Chunkr AI Python Client
Chunkr AI provides a Python client for its open-source document intelligence platform, offering API services for document layout analysis, OCR, and semantic chunking. It transforms complex documents like PDFs, PPTs, Word files, and images into structured, RAG/LLM-ready data, aiming for high-quality output and improved AI application performance. The current version is 0.3.7, and the project shows active development with regular updates and blog posts on new features and models.
Warnings
- gotcha The Python SDK is currently in alpha and requires the `--pre` flag for installation.

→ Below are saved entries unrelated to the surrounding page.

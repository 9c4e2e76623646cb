//! Flat-file JSON persistence
//!
//! Each collection is one JSON file holding a list of records, read and
//! replaced whole on every operation. There is no locking: concurrent
//! writers race and the last write wins. This is acceptable at the
//! documented load (a handful of simultaneous writers at most) and is a
//! known hardening point.

use std::path::{Path, PathBuf};

use serde::de::DeserializeOwned;
use serde::Serialize;
use tracing::{debug, warn};

/// Whole-collection read/replace on a single JSON file.
///
/// Failure semantics follow the store contract: unreadable or malformed
/// files degrade to an empty collection with a logged warning, and write
/// failures are logged and swallowed. Callers never observe a persistence
/// error, which means the in-memory effect and the on-disk effect can
/// diverge after a failed save.
#[derive(Debug, Clone)]
pub struct JsonStore {
    path: PathBuf,
}

impl JsonStore {
    pub fn new(path: impl Into<PathBuf>) -> Self {
        Self { path: path.into() }
    }

    pub fn path(&self) -> &Path {
        &self.path
    }

    /// Create the backing file with an empty collection if it is missing.
    pub async fn ensure_exists(&self) {
        if tokio::fs::try_exists(&self.path).await.unwrap_or(false) {
            return;
        }
        if let Some(parent) = self.path.parent() {
            if let Err(e) = tokio::fs::create_dir_all(parent).await {
                warn!(path = %self.path.display(), error = %e, "Failed to create data directory");
                return;
            }
        }
        if let Err(e) = tokio::fs::write(&self.path, "[]").await {
            warn!(path = %self.path.display(), error = %e, "Failed to seed collection file");
        }
    }

    /// Load the whole collection, degrading to empty on any failure.
    pub async fn load<T: DeserializeOwned>(&self) -> Vec<T> {
        let raw = match tokio::fs::read_to_string(&self.path).await {
            Ok(raw) => raw,
            Err(e) => {
                warn!(path = %self.path.display(), error = %e, "Failed to read collection, treating as empty");
                return Vec::new();
            }
        };

        match serde_json::from_str(&raw) {
            Ok(items) => items,
            Err(e) => {
                warn!(path = %self.path.display(), error = %e, "Malformed collection, treating as empty");
                Vec::new()
            }
        }
    }

    /// Replace the whole collection on disk, swallowing write failures.
    pub async fn save<T: Serialize>(&self, items: &[T]) {
        let serialized = match serde_json::to_string_pretty(items) {
            Ok(data) => data,
            Err(e) => {
                warn!(path = %self.path.display(), error = %e, "Failed to serialize collection");
                return;
            }
        };

        match tokio::fs::write(&self.path, serialized).await {
            Ok(()) => debug!(path = %self.path.display(), count = items.len(), "Collection saved"),
            Err(e) => {
                warn!(path = %self.path.display(), error = %e, "Failed to save collection");
            }
        }
    }
}

#[cfg(test)]
mod tests {
    use super::*;

    #[tokio::test]
    async fn test_missing_file_loads_empty() {
        let dir = tempfile::tempdir().unwrap();
        let store = JsonStore::new(dir.path().join("missing.json"));
        let items: Vec<i64> = store.load().await;
        assert!(items.is_empty());
    }

    #[tokio::test]
    async fn test_malformed_file_loads_empty() {
        let dir = tempfile::tempdir().unwrap();
        let path = dir.path().join("broken.json");
        tokio::fs::write(&path, "{not json").await.unwrap();
        let store = JsonStore::new(path);
        let items: Vec<i64> = store.load().await;
        assert!(items.is_empty());
    }

    #[tokio::test]
    async fn test_save_then_load_roundtrip() {
        let dir = tempfile::tempdir().unwrap();
        let store = JsonStore::new(dir.path().join("nums.json"));
        store.save(&[1i64, 2, 3]).await;
        let items: Vec<i64> = store.load().await;
        assert_eq!(items, vec![1, 2, 3]);
    }

    #[tokio::test]
    async fn test_ensure_exists_seeds_empty_collection() {
        let dir = tempfile::tempdir().unwrap();
        let store = JsonStore::new(dir.path().join("sub").join("users.json"));
        store.ensure_exists().await;
        let raw = tokio::fs::read_to_string(store.path()).await.unwrap();
        assert_eq!(raw, "[]");
    }
}
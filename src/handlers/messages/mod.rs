//! Message handlers module
//!
//! Free-text messages are routed by the sender's current wizard state.
//! With no wizard in flight, the only recognized text is the "Menu"
//! reply-keyboard shortcut; everything else is dropped silently.

use teloxide::prelude::*;
use teloxide::types::Message;
use tracing::debug;

use crate::handlers::callbacks::{profile, registration, support};
use crate::handlers::commands::{admin, start};
use crate::services::ServiceFactory;
use crate::state::{ConversationState, StateStorage};
use crate::utils::errors::Result;

/// Handle incoming text messages
pub async fn handle_message(
    bot: Bot,
    msg: Message,
    services: ServiceFactory,
    state_storage: StateStorage,
) -> Result<()> {
    let Some(user) = msg.from.as_ref() else {
        return Ok(());
    };
    let user_id = user.id.0 as i64;

    // Wizards only run in private chats.
    if !msg.chat.id.is_user() {
        return Ok(());
    }

    let Some(text) = msg.text().map(str::to_string) else {
        return Ok(());
    };

    let state = state_storage.load(user_id).await;
    debug!(user_id = user_id, state = state.describe(), "Processing message");

    match state {
        ConversationState::Registration { step, draft } => {
            registration::handle_registration_step(
                bot,
                msg,
                &text,
                step,
                draft,
                services,
                state_storage,
            )
            .await
        }
        ConversationState::AwaitingFieldValue { field } => {
            profile::handle_new_value(bot, msg, &text, field, services, state_storage).await
        }
        ConversationState::AwaitingSupportMessage => {
            support::handle_support_message(bot, msg, &text, services, state_storage).await
        }
        ConversationState::AwaitingAdminReply { target_id } => {
            support::handle_admin_reply(bot, msg, &text, target_id, services, state_storage).await
        }
        ConversationState::AwaitingBroadcast => {
            admin::handle_broadcast_message(bot, msg, &text, services, state_storage).await
        }
        _ => {
            if text.eq_ignore_ascii_case("menu") {
                start::handle_menu(bot, msg.chat.id).await
            } else {
                debug!(user_id = user_id, "Unmatched message dropped");
                Ok(())
            }
        }
    }
}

This indicates that the API might be subject to changes before a stable release.
- breaking There are two distinct versions: an open-source AGPL self-hosted version and a fully managed Cloud API. They use different underlying models (community/open-source vs. proprietary in-house), leading to differences in accuracy, speed, and available features (e.g., Excel support is Cloud API exclusive).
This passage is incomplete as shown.